Vicente, ha una storia tipicamente cubana: negli anni Ottanta venne mandato in Russia a studiare «tecniche di comunicazione dei sistemi satellitari militari» all’Università di Leningrado (l’attuale San Pietroburgo).  Quando gli mancava un solo anno per raggiungere la laurea, venne rispedito a Cuba: non ci sarà più bisogno di sistemi satellitari militari gli hanno detto, la guerra fredda sta per finire. Rientrato nel suo paese ha fatto di tutto, dal cameriere al manovale, e adesso da qualche mese ha aperto una piccola cabaña (pensione) sulla costa di Remedios, dove offre servizi basici per turisti nazionali. «La mia sensazione è che lo stato voglia imporre sempre maggiori tasse a chi vuole avviare attività economiche in proprio, per prendersi la sua fetta di guadagno e fronteggiare la crisi. Ufficialmente hanno detto che amplieranno le possibilità di lavoro privato ma in pratica, per quanto mi riguarda, hanno già aumentato le tariffe per la concessione delle licenze e le imposte sul reddito. Però, per chi ha iniziativa, questo è il momento in cui provarci, a fare qualcosa di diverso, che non sia emigrare o aspettare le rimesse dei familiari all’estero. Almeno ora se vogliamo metterci in proprio possiamo farlo sotto il buon auspicio del partito e in totale legalità».
Martino Vinci, esperto di sviluppo rurale per il Pnud (Programma delle Nazioni Unite per lo sviluppo), lavora all’Avana da diversi anni, e conferma le grandi aspettative di novità: «Cuba potrebbe non essere più la stessa dopo questo anno, stiamo vivendo un nuovo salto storico ma bisognerà vedere se i cambiamenti previsti saranno di sostanza e non solo di forma.
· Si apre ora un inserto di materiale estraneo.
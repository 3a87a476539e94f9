//! TOML-based application configuration.
//!
//! Stores user preferences including:
//! - Extractor behavior (aggressive fallback, deduplication)
//! - CLI output defaults
//! - Log level
//!
//! Configuration is stored at `~/.config/brainflow/config.toml`.

use serde::{Deserialize, Serialize};
use std::path::{Path, PathBuf};

use super::data_dir;
use crate::error::{ConfigError, CoreError, Result};
use crate::extract::ExtractorConfig;

/// CLI output defaults.
#[derive(Debug, Clone, Default, PartialEq, Eq, Serialize, Deserialize)]
pub struct OutputConfig {
    /// Print JSON instead of text.
    #[serde(default)]
    pub json: bool,
    /// Show per-category scores when classifying.
    #[serde(default)]
    pub show_scores: bool,
}

/// Logging configuration.
#[derive(Debug, Clone, PartialEq, Eq, Serialize, Deserialize)]
pub struct LoggingConfig {
    /// Default filter when `BRAINFLOW_LOG` is unset.
    #[serde(default = "default_log_level")]
    pub level: String,
}

/// Application configuration.
///
/// Serialized to/from TOML at `~/.config/brainflow/config.toml`.
#[derive(Debug, Clone, PartialEq, Eq, Serialize, Deserialize, Default)]
pub struct Config {
    #[serde(default)]
    pub extractor: ExtractorConfig,
    #[serde(default)]
    pub output: OutputConfig,
    #[serde(default)]
    pub logging: LoggingConfig,
}

fn default_log_level() -> String {
    "warn".into()
}

impl Default for LoggingConfig {
    fn default() -> Self {
        Self {
            level: default_log_level(),
        }
    }
}

impl Config {
    fn get_json_value_by_path<'a>(
        root: &'a serde_json::Value,
        key: &str,
    ) -> Option<&'a serde_json::Value> {
        if key.is_empty() {
            return None;
        }

        let mut current = root;
        for part in key.split('.') {
            current = current.get(part)?;
        }
        Some(current)
    }

    fn set_json_value_by_path(
        root: &mut serde_json::Value,
        key: &str,
        value: &str,
    ) -> Result<(), ConfigError> {
        let unknown = || ConfigError::UnknownKey(key.to_string());
        let invalid = |message: String| ConfigError::InvalidValue {
            key: key.to_string(),
            message,
        };

        let mut parts = key.split('.').peekable();
        if key.is_empty() {
            return Err(unknown());
        }

        let mut current = root;
        while let Some(part) = parts.next() {
            if parts.peek().is_none() {
                let obj = current.as_object_mut().ok_or_else(unknown)?;
                let existing = obj.get(part).ok_or_else(unknown)?;

                let new_value = match existing {
                    serde_json::Value::Bool(_) => serde_json::Value::Bool(
                        value
                            .parse::<bool>()
                            .map_err(|e| invalid(e.to_string()))?,
                    ),
                    serde_json::Value::Number(_) => value
                        .parse::<u64>()
                        .map(|n| serde_json::Value::Number(n.into()))
                        .map_err(|_| invalid(format!("cannot parse '{value}' as number")))?,
                    serde_json::Value::Object(_) => return Err(unknown()),
                    _ => serde_json::Value::String(value.into()),
                };

                obj.insert(part.to_string(), new_value);
                return Ok(());
            }

            current = current.get_mut(part).ok_or_else(unknown)?;
        }

        Err(unknown())
    }

    /// Location of `config.toml` in the data directory.
    pub fn path() -> Result<PathBuf> {
        Ok(data_dir()?.join("config.toml"))
    }

    /// Load from disk or return default.
    ///
    /// # Errors
    ///
    /// Returns an error if the config file exists but cannot be parsed,
    /// or if the default config cannot be written to disk.
    pub fn load() -> Result<Self> {
        Self::load_from(&Self::path()?)
    }

    /// Load from an explicit path, writing defaults if the file is missing.
    pub fn load_from(path: &Path) -> Result<Self> {
        match Self::read_from(path)? {
            Some(cfg) => Ok(cfg),
            None => {
                let cfg = Self::default();
                cfg.save_to(path)?;
                Ok(cfg)
            }
        }
    }

    /// Parse the file at `path`, or `None` if it does not exist.
    pub fn read_from(path: &Path) -> Result<Option<Self>> {
        match std::fs::read_to_string(path) {
            Ok(content) => toml::from_str(&content).map(Some).map_err(|e| {
                CoreError::from(ConfigError::LoadFailed {
                    path: path.to_path_buf(),
                    message: e.to_string(),
                })
            }),
            Err(err) if err.kind() == std::io::ErrorKind::NotFound => Ok(None),
            Err(err) => Err(err.into()),
        }
    }

    /// Persist to disk.
    ///
    /// # Errors
    ///
    /// Returns an error if the config cannot be serialized or written to disk.
    pub fn save(&self) -> Result<()> {
        self.save_to(&Self::path()?)
    }

    pub fn save_to(&self, path: &Path) -> Result<()> {
        let save_failed = |message: String| ConfigError::SaveFailed {
            path: path.to_path_buf(),
            message,
        };
        let content = toml::to_string_pretty(self).map_err(|e| save_failed(e.to_string()))?;
        std::fs::write(path, content).map_err(|e| save_failed(e.to_string()))?;
        Ok(())
    }

    /// Get a config value as string by dot-separated key.
    pub fn get(&self, key: &str) -> Option<String> {
        let json = serde_json::to_value(self).ok()?;
        let val = Self::get_json_value_by_path(&json, key)?;
        match val {
            serde_json::Value::String(s) => Some(s.clone()),
            other => Some(other.to_string()),
        }
    }

    /// Set a config value by key without saving.
    ///
    /// # Errors
    ///
    /// Returns an error if the key is unknown or the value does not match the
    /// type of the existing value.
    pub fn set(&mut self, key: &str, value: &str) -> Result<()> {
        let mut json = serde_json::to_value(&*self)?;
        Self::set_json_value_by_path(&mut json, key, value)?;
        *self = serde_json::from_value(json)?;
        Ok(())
    }

    /// Every leaf value as a `(dot.path, value)` pair, sorted by key.
    pub fn entries(&self) -> Vec<(String, String)> {
        fn walk(prefix: &str, value: &serde_json::Value, out: &mut Vec<(String, String)>) {
            match value {
                serde_json::Value::Object(map) => {
                    for (key, child) in map {
                        let path = if prefix.is_empty() {
                            key.clone()
                        } else {
                            format!("{prefix}.{key}")
                        };
                        walk(&path, child, out);
                    }
                }
                serde_json::Value::String(s) => out.push((prefix.to_string(), s.clone())),
                other => out.push((prefix.to_string(), other.to_string())),
            }
        }

        let mut out = Vec::new();
        if let Ok(json) = serde_json::to_value(self) {
            walk("", &json, &mut out);
        }
        out
    }

    /// Read the config without creating it, returning default on error.
    /// This is a convenience method that never fails.
    pub fn load_or_default() -> Self {
        Self::path()
            .and_then(|path| Self::read_from(&path))
            .ok()
            .flatten()
            .unwrap_or_default()
    }
}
L’autonomia non si ottiene con un decreto ma si costruisce con la partecipazione di tutti.
I principali limiti del sistema agricolo cubano, e ricordiamoci che Cuba è un importatore netto di alimenti, risiedono nella contraddizione esistente tra un modello produttivo reale che è sempre più decentrato e non statale (le cornoperative) ed un altro ancora centralizzato, di pianificazione, commercializzazione dei prodotti e assegnazione dei mezzi di produzione. È un sistema che non premia chi è più efficiente, non distribuisce in base ai livelli di produttività, ma introduce molti livelli di intermediazione e quindi non può essere sostenibile. I Lienamienti vanno esattamente verso una direzione opposta all’attuale, concedono maggiore spazio alla piccola produzione non statale, riducono il peso dello stato sia nella gestione sia nella produzione e danno maggiori responsabilità ai governi locali nella pianificazione del settore. La diversificazione produttiva è una scelta ormai senza ritorno, così come la rinuncia alla monocultura della canna da zucchero».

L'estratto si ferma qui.